Judging others is human nature, but when it comes to analyzing oneself, it becomes a mission that is nearly impossible. Everyone has a crazy side, a serious side, a funny side, and a side that no one can describe. As Ambrose Bierce once said, “All are lunatics, but he who can analyze his delusions is called a philosopher.” With every action I take, my aim is to become one of these so-called philosophers. As I lay in bed most nights, I reflect on the day that has passed, what I did, what I could have accomplished, and what I would have done differently. There are of course many moments that I would want to take back, or hit myself for saying something stupid. But isn’t that what makes us all human?

 

This constant self-analysis is at some points very helpful because it helps me evaluate myself, along with my interactions with different people. I know what I have done wrong, how to remedy it, and what not to do ever again.
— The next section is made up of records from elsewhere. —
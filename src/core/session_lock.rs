//! Per-session serialization.
//!
//! Every operation on a session is a read-modify-write of its learner state, so two
//! requests for the same session must not interleave. Each session id gets its own
//! mutex; requests for different sessions never contend beyond the registry lookup.
//! An entry is dropped from the registry once no caller holds or waits on it.

use crate::core::error::TutorError;
use std::collections::HashMap;
use std::sync::{Arc, Mutex};

#[derive(Default)]
pub struct SessionLocks {
    entries: Mutex<HashMap<String, Arc<Mutex<()>>>>,
}

impl SessionLocks {
    pub fn new() -> Self {
        Self::default()
    }

    fn entry(&self, session_id: &str) -> Result<Arc<Mutex<()>>, TutorError> {
        let mut entries = self
            .entries
            .lock()
            .map_err(|_| TutorError::LockPoisoned("session lock registry"))?;
        Ok(entries
            .entry(session_id.to_string())
            .or_insert_with(|| Arc::new(Mutex::new(())))
            .clone())
    }

    /// Run `f` while holding the session's lock.
    pub fn with_session<F, R>(&self, session_id: &str, f: F) -> Result<R, TutorError>
    where
        F: FnOnce() -> Result<R, TutorError>,
    {
        let entry = self.entry(session_id)?;
        let result = {
            let _guard = entry
                .lock()
                .map_err(|_| TutorError::LockPoisoned("session lock"))?;
            f()
        };
        drop(entry);
        self.forget(session_id);
        result
    }

    /// Drop the registry entry for `session_id` unless another caller still holds
    /// a handle to its mutex.
    pub fn forget(&self, session_id: &str) {
        let Ok(mut entries) = self.entries.lock() else {
            return;
        };
        if entries
            .get(session_id)
            .is_some_and(|m| Arc::strong_count(m) == 1)
        {
            entries.remove(session_id);
        }
    }

    pub fn tracked(&self) -> usize {
        self.entries.lock().map(|e| e.len()).unwrap_or(0)
    }
}
//! Character classification used to find word boundaries in identifiers.
//!
//! Classification is based on the Unicode general category of a character,
//! so it does not depend on the platform's locale.

use unicode_general_category::{
  GeneralCategory,
  get_general_category,
};

#[derive(Debug, Clone, Copy, PartialEq, Eq)]
pub enum CharClass {
  /// Uppercase letter (`Lu`).
  Upper,
  /// Any other letter: lowercase, titlecase, modifier or other (`Ll`, `Lt`,
  /// `Lm`, `Lo`).
  Letter,
  /// Decimal, letter or other number (`Nd`, `Nl`, `No`).
  Number,
  /// Everything else. Never copied to the output.
  Separator,
}

impl CharClass {
  #[inline]
  pub fn is_word(self) -> bool {
    !matches!(self, Self::Separator)
  }
}

pub fn classify_char(ch: char) -> CharClass {
  match get_general_category(ch) {
    GeneralCategory::UppercaseLetter => CharClass::Upper,
    GeneralCategory::LowercaseLetter
    | GeneralCategory::TitlecaseLetter
    | GeneralCategory::ModifierLetter
    | GeneralCategory::OtherLetter => CharClass::Letter,
    GeneralCategory::DecimalNumber
    | GeneralCategory::LetterNumber
    | GeneralCategory::OtherNumber => CharClass::Number,
    _ => CharClass::Separator,
  }
}

#[inline]
pub fn char_is_word(ch: char) -> bool {
  classify_char(ch).is_word()
}

#[inline]
pub fn char_is_upper(ch: char) -> bool {
  classify_char(ch) == CharClass::Upper
}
Then again, this self-analysis also drives me crazy. There are moments when I don’t understand why something I did was wrong, or why others perceived it as so.

 

Speaking of moments after which I want to hit myself, one of them occurred right after Baruch convocation. I was walking with my friends after the ceremony, and we were discussing what we were planning to do later that night. “I’m just going to try and get some rest,” I remember saying. My friends were all planning on going exploring that night. It didn’t seem like there would be any argument, but for some reason when they all tried to force me to go exploring with them repeatedly, I got very annoyed. Some heated words were exchanged, and we all walked away in anger. As soon as I walked back to my dorm, I realized that I had over reacted. Disappointed with myself, I decided to give my friends a surprise and met up with them near Times Square. I had to put my pride aside, but after thinking and just trying to remember where exactly the conversation had gone sour, I realized I was wrong. I should not have yelled just because they were trying to convince me to hang out, but instead maybe I could have tried a little harder to explain how tired I was. We’ve all lost our temper at one point or another, and this was one of those times it was clearly not justified. Even though I was wrong, coming to that realization and knowing how to remedy it was satisfying in an interesting way.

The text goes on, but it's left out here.